Determining the publication status and date for analog archival materials is already difficult; for born-digital files, it can be even more challenging. Although digital objects often come with embedded metadata and MAC (modified, accessed, created) dates, these can be misleading, are easily altered, and might indicate the creator or creation date of a copy or derivative rather than of the original item. But even if one can determine the date when the content was fixed in its current form, classifying that content as published or unpublished remains a challenging exercise because of the fuzziness of those categories in a digital, networked environment. One reason this distinction matters, apart from the fact that the length of copyright protection differs for published versus unpublished works, is that Section 108 of the Copyright Act allows library-created preservation copies of unpublished works to be shared with other institutions, whereas copies of published works may be accessed only on the premises of the institution that holds the original.49
Digital Rights Management Technology
One of the most concerning barriers to digital preservation of published materials has emerged in the wake of the DMCA, which initiated the widespread adoption of technological protection measures (TPMs) for digital rights management (DRM) by publishers and other rights holders. These practices are a reaction to the ease of copying and sharing in a digital environment and aim to make copyright infringement more challenging. They also, unfortunately, pose a number of challenges for educational and heritage organizations,50 often preventing libraries and archives from creating copies even for noncommercial, mission-driven purposes like education and preservation. DRM practices can impose technical and legal barriers to actions like decryption, duplication, annotation, and transformation, all of which are key aspects of digital preservation and curation.

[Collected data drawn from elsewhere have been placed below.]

//! Scan orchestrator
//!
//! Tickers run in batches. Inside a batch at most `concurrency` tickers are
//! in flight; each ticker's fetch is bounded by a timeout and its failure is
//! contained to that ticker. Results are aggregated by a single writer after
//! the batch completes.

use super::types::{
    ChainAnalysis, CycleReport, ScanConfig, ScanError, ScanReport, ScanSummary, TickerOutcome,
};
use crate::chain::{Chain, HistoricalBaseline};
use crate::continuity::{ContinuityReport, ContinuityTracker};
use crate::decimal::count_ratio;
use crate::detect::{AnomalyDetector, Detection};
use crate::provider::{ChainProvider, ProviderError};
use crate::signal::{FilterResult, Signal, SignalFilter, SignalGrader};
use crate::spread::SpreadMatcher;
use crate::store::SignalStore;
use crate::telemetry::{
    increment_counter, record_latency, set_gauge, CounterMetric, GaugeMetric, LatencyMetric,
};
use futures_util::stream::{self, StreamExt};
use std::collections::{BTreeMap, HashMap};
use std::time::Instant;
use tracing::{debug, error, info, warn};

/// Drives detection, spread matching, grading and filtering across tickers
pub struct Scanner<P> {
    provider: P,
    detector: AnomalyDetector,
    matcher: SpreadMatcher,
    grader: SignalGrader,
    filter: SignalFilter,
    config: ScanConfig,
}

impl<P: ChainProvider> Scanner<P> {
    /// Create a scanner with default pipeline stages
    pub fn new(provider: P, config: ScanConfig) -> Self {
        Self {
            provider,
            detector: AnomalyDetector::with_defaults(),
            matcher: SpreadMatcher::with_defaults(),
            grader: SignalGrader::with_defaults(),
            filter: SignalFilter::with_defaults(),
            config,
        }
    }

    pub fn with_detector(mut self, detector: AnomalyDetector) -> Self {
        self.detector = detector;
        self
    }

    pub fn with_matcher(mut self, matcher: SpreadMatcher) -> Self {
        self.matcher = matcher;
        self
    }

    pub fn with_grader(mut self, grader: SignalGrader) -> Self {
        self.grader = grader;
        self
    }

    pub fn with_filter(mut self, filter: SignalFilter) -> Self {
        self.filter = filter;
        self
    }

    pub fn config(&self) -> &ScanConfig {
        &self.config
    }

    pub fn provider(&self) -> &P {
        &self.provider
    }

    /// Filtered signals for one chain
    pub fn analyze_chain(
        &self,
        chain: &Chain,
        baseline: Option<&HistoricalBaseline>,
    ) -> Vec<Signal> {
        self.analyze_chain_detailed(chain, baseline).signals
    }

    /// detect -> group by contract -> spread-annotate -> grade -> post-filter
    pub fn analyze_chain_detailed(
        &self,
        chain: &Chain,
        baseline: Option<&HistoricalBaseline>,
    ) -> ChainAnalysis {
        let mut detections = self.detector.detect(chain, baseline);
        if detections.is_empty() {
            return ChainAnalysis::default();
        }
        self.matcher.annotate(&mut detections);

        let mut by_contract: BTreeMap<String, Vec<Detection>> = BTreeMap::new();
        for detection in detections {
            by_contract
                .entry(detection.contract.symbol.clone())
                .or_default()
                .push(detection);
        }

        let mut analysis = ChainAnalysis::default();
        for group in by_contract.values() {
            let Some(signal) = self.grader.grade(&chain.ticker, chain.underlying_price, group)
            else {
                continue;
            };
            analysis.graded += 1;

            match self.filter.apply(&signal) {
                FilterResult::Pass => analysis.signals.push(signal),
                FilterResult::Reject(reason) => {
                    analysis.filtered_out += 1;
                    debug!(
                        ticker = %signal.ticker,
                        symbol = %signal.option_symbol,
                        score = %signal.overall_score,
                        reason = %reason,
                        "Signal filtered"
                    );
                }
            }
        }

        increment_counter(CounterMetric::SignalsFiltered, analysis.filtered_out as u64);
        analysis
    }

    /// Fetch chain and baseline; a baseline failure degrades to no history
    async fn fetch(
        &self,
        ticker: &str,
    ) -> Result<(Chain, Option<HistoricalBaseline>), ProviderError> {
        let chain = self.provider.get_options_chain(ticker).await?;
        let baseline = match self.provider.get_historical_baseline(ticker).await {
            Ok(baseline) => baseline,
            Err(e) => {
                warn!(ticker, error = %e, "Baseline unavailable, using heuristics");
                None
            }
        };
        Ok((chain, baseline))
    }

    /// Scan one ticker; never fails the batch
    pub async fn scan_ticker(&self, ticker: &str) -> TickerOutcome {
        let start = Instant::now();
        let fetched =
            match tokio::time::timeout(self.config.ticker_timeout(), self.fetch(ticker)).await {
                Ok(result) => result,
                Err(_) => Err(ProviderError::Timeout),
            };

        let outcome = match fetched {
            Ok((chain, baseline)) => {
                let analysis = self.analyze_chain_detailed(&chain, baseline.as_ref());
                info!(
                    ticker,
                    contracts = chain.contracts.len(),
                    graded = analysis.graded,
                    kept = analysis.signals.len(),
                    "Ticker scanned"
                );
                TickerOutcome::Analyzed(analysis)
            }
            Err(ProviderError::RateLimited) => {
                warn!(ticker, "Rate limited, skipping ticker this cycle");
                increment_counter(CounterMetric::TickersRateLimited, 1);
                TickerOutcome::RateLimited
            }
            Err(ProviderError::NotAvailable) => {
                info!(ticker, "No chain available");
                increment_counter(CounterMetric::TickersUnavailable, 1);
                TickerOutcome::Unavailable
            }
            Err(e) => {
                warn!(ticker, error = %e, "Ticker failed");
                increment_counter(CounterMetric::TickersFailed, 1);
                TickerOutcome::Failed(e)
            }
        };

        record_latency(LatencyMetric::TickerScan, start.elapsed());
        outcome
    }

    /// Scan all tickers, rank, and apply the per-ticker cap
    pub async fn scan(&self, tickers: &[String]) -> Result<ScanReport, ScanError> {
        let mut summary = ScanSummary::default();
        let mut candidates: Vec<Signal> = Vec::new();
        let mut signals_per_ticker: HashMap<String, usize> = HashMap::new();

        let batch_size = self.config.batch_size.max(1);
        let concurrency = self.config.concurrency.max(1);
        let batch_count = tickers.len().div_ceil(batch_size);

        for (index, batch) in tickers.chunks(batch_size).enumerate() {
            let start = Instant::now();
            let outcomes: Vec<TickerOutcome> = stream::iter(batch)
                .map(|ticker| self.scan_ticker(ticker))
                .buffer_unordered(concurrency)
                .collect()
                .await;

            let mut rate_limited = 0;
            for outcome in outcomes {
                summary.tickers_scanned += 1;
                match outcome {
                    TickerOutcome::Analyzed(analysis) => {
                        summary.graded += analysis.graded;
                        summary.filtered_out += analysis.filtered_out;
                        summary.candidates += analysis.signals.len();
                        for signal in analysis.signals {
                            *signals_per_ticker.entry(signal.ticker.clone()).or_default() += 1;
                            candidates.push(signal);
                        }
                    }
                    TickerOutcome::RateLimited => {
                        summary.rate_limited += 1;
                        rate_limited += 1;
                    }
                    TickerOutcome::Unavailable => summary.unavailable += 1,
                    TickerOutcome::Failed(_) => summary.failed += 1,
                }
            }
            record_latency(LatencyMetric::BatchScan, start.elapsed());

            let fraction = count_ratio(rate_limited, batch.len() as u64).unwrap_or_default();
            set_gauge(
                GaugeMetric::RateLimitedFraction,
                fraction.try_into().unwrap_or(0.0),
            );
            info!(
                batch = index + 1,
                batches = batch_count,
                tickers = batch.len(),
                rate_limited,
                "Batch complete"
            );

            let more_batches = index + 1 < batch_count;
            if more_batches && fraction > self.config.rate_limit_cooldown_fraction {
                summary.cooldowns += 1;
                warn!(
                    fraction = %fraction,
                    cooldown_secs = self.config.cooldown_secs,
                    "Rate limiting above threshold, cooling down"
                );
                tokio::time::sleep(self.config.cooldown()).await;
            }
        }

        if !tickers.is_empty() && summary.provider_failures() == summary.tickers_scanned {
            error!(tickers = tickers.len(), "Every ticker failed at the provider");
            return Err(ScanError::ProviderOutage {
                tickers: tickers.len(),
            });
        }

        summary.tickers_with_signals = signals_per_ticker.len();
        summary.capped = apply_ticker_cap(&mut candidates, self.config.per_ticker_cap);
        summary.kept = candidates.len();

        set_gauge(GaugeMetric::CandidateSignals, summary.candidates as f64);
        set_gauge(GaugeMetric::KeptSignals, summary.kept as f64);
        info!(
            tickers = summary.tickers_scanned,
            candidates = summary.candidates,
            capped = summary.capped,
            kept = summary.kept,
            rate_limited = summary.rate_limited,
            failed = summary.failed,
            "Scan complete"
        );

        Ok(ScanReport {
            signals: candidates,
            summary,
        })
    }

    /// Stale sweep, scan, then continuity backfill
    pub async fn run_cycle<S: SignalStore>(
        &self,
        tickers: &[String],
        tracker: &ContinuityTracker<S>,
    ) -> Result<CycleReport, ScanError> {
        // A failed sweep never blocks the scan
        let (deactivated, sweep_failed) =
            match tracker.mark_stale(tracker.config().stale_hours).await {
                Ok(count) => (count, false),
                Err(e) => {
                    warn!(error = %e, "Stale sweep failed, continuing with scan");
                    (0, true)
                }
            };
        let scan = self.scan(tickers).await?;
        let continuity = backfill_continuity(tracker, &scan.signals).await;
        Ok(CycleReport {
            scan,
            continuity,
            deactivated,
            sweep_failed,
        })
    }
}

/// Rank by score descending (ties by ticker, then symbol) and keep at most
/// `cap` signals per ticker. Returns how many were dropped.
pub fn apply_ticker_cap(signals: &mut Vec<Signal>, cap: usize) -> usize {
    signals.sort_by(|a, b| {
        b.overall_score
            .cmp(&a.overall_score)
            .then_with(|| a.ticker.cmp(&b.ticker))
            .then_with(|| a.option_symbol.cmp(&b.option_symbol))
    });

    let before = signals.len();
    let mut kept_per_ticker: HashMap<String, usize> = HashMap::new();
    signals.retain(|signal| {
        let kept = kept_per_ticker.entry(signal.ticker.clone()).or_default();
        if *kept < cap {
            *kept += 1;
            true
        } else {
            false
        }
    });
    before - signals.len()
}

/// Feed scan output into the continuity tracker
pub async fn backfill_continuity<S: SignalStore>(
    tracker: &ContinuityTracker<S>,
    signals: &[Signal],
) -> ContinuityReport {
    tracker.process_signals(signals).await
}
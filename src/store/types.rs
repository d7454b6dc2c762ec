//! Store types

use crate::signal::Signal;
use chrono::{DateTime, Duration, Utc};
use thiserror::Error;
use uuid::Uuid;

/// Store errors
#[derive(Debug, Error)]
pub enum StoreError {
    #[error("Signal not found: {0}")]
    NotFound(Uuid),

    #[error("Active signal already exists for {0}")]
    DuplicateActive(String),

    #[error("Store I/O failed: {0}")]
    Io(#[from] std::io::Error),

    #[error("Store encoding failed: {0}")]
    Encoding(#[from] serde_json::Error),

    #[error("Time window of {0} hours is out of range")]
    InvalidWindow(i64),
}

/// Longest lookback or staleness window accepted, in hours (ten years)
pub const MAX_WINDOW_HOURS: i64 = 87_600;

/// Start of a window reaching `hours` back from `now`
pub fn window_start(now: DateTime<Utc>, hours: i64) -> Result<DateTime<Utc>, StoreError> {
    if !(0..=MAX_WINDOW_HOURS).contains(&hours) {
        return Err(StoreError::InvalidWindow(hours));
    }
    Duration::try_hours(hours)
        .and_then(|window| now.checked_sub_signed(window))
        .ok_or(StoreError::InvalidWindow(hours))
}

/// Partial update applied to a stored signal.
///
/// Identity fields, `id`, `signal_group_id` and `first_detected_at` are never
/// touched, and a patch can only deactivate a row, never reactivate it.
#[derive(Debug, Clone, Default)]
pub struct SignalPatch {
    /// Re-detection whose market, score, risk, flag and spread fields are merged
    pub observation: Option<Signal>,
    pub detection_count: Option<u32>,
    pub last_detected_at: Option<DateTime<Utc>>,
    pub deactivate: bool,
}

impl SignalPatch {
    /// Merge a fresh observation into an existing group
    pub fn redetection(fresh: &Signal, detection_count: u32, at: DateTime<Utc>) -> Self {
        Self {
            observation: Some(fresh.clone()),
            detection_count: Some(detection_count),
            last_detected_at: Some(at),
            deactivate: false,
        }
    }

    /// Retire a row
    pub fn deactivate() -> Self {
        Self {
            deactivate: true,
            ..Self::default()
        }
    }

    pub fn apply_to(self, target: &mut Signal) {
        if let Some(fresh) = self.observation {
            target.underlying_price = fresh.underlying_price;
            target.last_price = fresh.last_price;
            target.volume = fresh.volume;
            target.open_interest = fresh.open_interest;
            target.premium_flow = fresh.premium_flow;
            target.implied_volatility = fresh.implied_volatility;
            target.sentiment = fresh.sentiment;
            target.moneyness = fresh.moneyness;
            target.days_to_expiry = fresh.days_to_expiry;

            target.has_volume_anomaly = fresh.has_volume_anomaly;
            target.has_oi_spike = fresh.has_oi_spike;
            target.has_premium_flow = fresh.has_premium_flow;
            target.has_tight_spread = fresh.has_tight_spread;
            target.has_put_call_skew = fresh.has_put_call_skew;
            target.is_heuristic = fresh.is_heuristic;

            target.overall_score = fresh.overall_score;
            target.grade = fresh.grade;
            target.confidence = fresh.confidence;
            target.risk_level = fresh.risk_level;
            target.risk_factors = fresh.risk_factors;

            target.is_likely_spread = fresh.is_likely_spread;
            target.spread_confidence = fresh.spread_confidence;
            target.spread_type = fresh.spread_type;
            target.matched_leg_symbols = fresh.matched_leg_symbols;
            target.spread_strike_width = fresh.spread_strike_width;
            target.spread_net_premium = fresh.spread_net_premium;
            target.spread_reasoning = fresh.spread_reasoning;
        }
        if let Some(count) = self.detection_count {
            target.detection_count = count;
        }
        if let Some(at) = self.last_detected_at {
            target.last_detected_at = at;
        }
        if self.deactivate {
            target.is_active = false;
        }
    }
}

DMCA deals only with digital materials so will become more relevant to archivists as born-digital holdings increase. Heather Briston elaborates several problems DMCA could cause for archivists:
“If a donation includes an encrypted hard drive and the password is not given to the repository, it is impossible to legally access and preserve the material that the archives program legally owns.”
“Many software companies are defaulting to copy protection/encryption of documents as a matter of course in creating and saving materials based on the demands of creators for security and privacy of information,” meaning that some significant records and correspondence are likely to be inaccessible to archivists in the future without advance planning and intervention.
DMCA “makes circumventing copy protections . . . illegal,” preventing archivists from capturing preservation copies of DRM-protected commercial content even when otherwise defensible under Section 108 or fair use.51
The reasons for TPMs in archival holdings will vary—software encryption protecting a donor's personal files is based on a different rationale than anti-piracy measures imposed by publishers, for example—so the possible risks and consequences for circumvention will vary as well. But, as Briston argues, these portions of the DMCA “are particularly antithetical to the work of archivists as currently defined and applied”52 because, regardless of intent, they interfere with archivists' ability to preserve content.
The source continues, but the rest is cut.